A new report from Apptopia sheds light on how India’s TikTok ban affected the performance of rival short form video apps in the country, and how that could provide insights into what would happen in the U.S. if the possible nationwide ban becomes a reality.
Citing national security concerns, India has banned more than 250 mobile apps with links to China so far, and of them is ByteDance’s owned TikTok that was suddenly removed from the country’s app stores on June 30, 2020.
TikTok had been downloaded around 400 million times in India prior to its removal. To make a comparison, the app reached that milestone just this month in the United States.
Daily downloads of top social apps in India immediately reached new heights following TikTok’s ban as users were in search for alternative platforms to spend their time. Just before and after the ban, many new TikTok rivals emerged such as Mitron, LitLot, Moj, Josh and Tiki.
In addition, platforms that were already available in the country for a while like Chingari, Roposo, and ShareChat, which Twitter reportedly offered to buy for $2 billion to build a TikTok rival, introduced TikTok-like features such as the ability to create duets with other users on their platforms. Downloads of all these apps along with those of newly emerged ones skyrocketed within a month following the ban.

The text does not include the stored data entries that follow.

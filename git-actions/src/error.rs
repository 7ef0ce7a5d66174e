//! Error types and result aliases for git-actions.
//!
//! This module provides the crate-wide error type:
//! - Git process failures, wrapped from [`GitError`]
//! - Configuration read/write failures
//! - Helper methods for error classification
//! - Automatic conversion from common error types

use thiserror::Error;

use crate::git::GitError;

/// Main error type for git-actions operations.
#[derive(Error, Debug)]
pub enum ActionsError {
    /// Git process error (launch failure or non-zero exit).
    #[error(transparent)]
    Git(#[from] GitError),

    /// General configuration error.
    #[error("Configuration error: {0}")]
    Config(String),

    /// Failed to read configuration file.
    #[error("Failed to read configuration file: {0}. Check file permissions and format.")]
    ConfigRead(String),

    /// Failed to write configuration file.
    #[error("Failed to write configuration file: {0}. Check directory permissions.")]
    ConfigWrite(String),

    /// IO operation failed.
    #[error("IO error: {0}")]
    Io(#[from] std::io::Error),
}

impl ActionsError {
    /// Returns the underlying git error, if this is one.
    #[must_use]
    pub const fn as_git(&self) -> Option<&GitError> {
        match self {
            Self::Git(err) => Some(err),
            _ => None,
        }
    }

    /// Checks if git itself rejected the operation (non-zero exit).
    ///
    /// Use this to tell "the command ran and said no" apart from
    /// launch failures and configuration problems.
    #[must_use]
    pub const fn is_command_failed(&self) -> bool {
        matches!(self, Self::Git(err) if err.is_command_failed())
    }

    /// Checks if the git binary could not be started.
    #[must_use]
    pub const fn is_launch_failure(&self) -> bool {
        matches!(self, Self::Git(err) if err.is_launch_failure())
    }
}

/// Result type alias using [`ActionsError`].
pub type Result<T> = std::result::Result<T, ActionsError>;

impl From<toml::de::Error> for ActionsError {
    fn from(err: toml::de::Error) -> Self {
        Self::ConfigRead(format!("TOML parse error: {err}"))
    }
}

impl From<toml::ser::Error> for ActionsError {
    fn from(err: toml::ser::Error) -> Self {
        Self::ConfigWrite(format!("TOML serialize error: {err}"))
    }
}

Although Instagram initially didn’t see a massive growth in downloads compared to local apps, the Meta-owned app eventually rose to the top spot around a year after the ban thanks to the growing success of its short-form video feature ‘’Reels’’, which it first tested in India, Brazil, Germany and France before expanding to other countries. Meanwhile, YouTube also launched its ‘’Shorts’’ feature in India in September 2020, and recently started sharing 45% of its ad revenue with short video creators to lure more users.
Where U.S. users are more likely to flock to?
In order to better predict what platforms users are more likely to flock to if TikTok gets banned nationwide in the United States, Apptopia analyzed how much time they spend across top social media apps in the country. Not surprisingly, TikTok leads the list with a 32% share, followed by a 20% split between Meta-owned Instagram and Facebook, YouTube (15%), and Snapchat (9%) respectively. Twitter, Reddit and Pinterest account for the remaining 2%.
The report suggests that the ban would provide a huge boost for Instagram as its Reels feature is already available in the United States. However, we can also see new competitors in the market, and users may head to smaller platforms like Triller, Likee, Tiki, BIGO Live, Tango, ZIKTALK, and BeReal as well.
Also Read: The 6 Best TikTok Alternatives
This is not the first time ByteDance’s TikTok is facing a potential ban in the United States. In August 2020, former president Donald Trump signed an executive order to ban transactions with ByteDance and WeChat-owner Tencent, which resulted in a 361% increase in the downloads of U.S. TikTok alternatives at the time. That order was later revoked and replaced by Joe Biden.
However, citing concerns that the Chinese government could access citizens’ data, the Biden administration banned TikTok from government-issued devices earlier this month, following similar bans by tens of states, the U.S. House of Representatives, and the U.S. Navy.
While U.S. citizens are still able to use TikTok on their personal devices, the White House recently endorsed a Senate bill that could allow a nationwide ban. According to sources familiar with the matter, TikTok is now considering splitting from ByteDance to avoid the ban.
Meanwhile, TikTok has also recently got banned from government devices in the United Kingdom, Canada, and by the European Commission over similar concerns.
To help address those concerns, the company announced that it will open three new data centers in Europe as part of its new initiative ‘’Project Clover’’.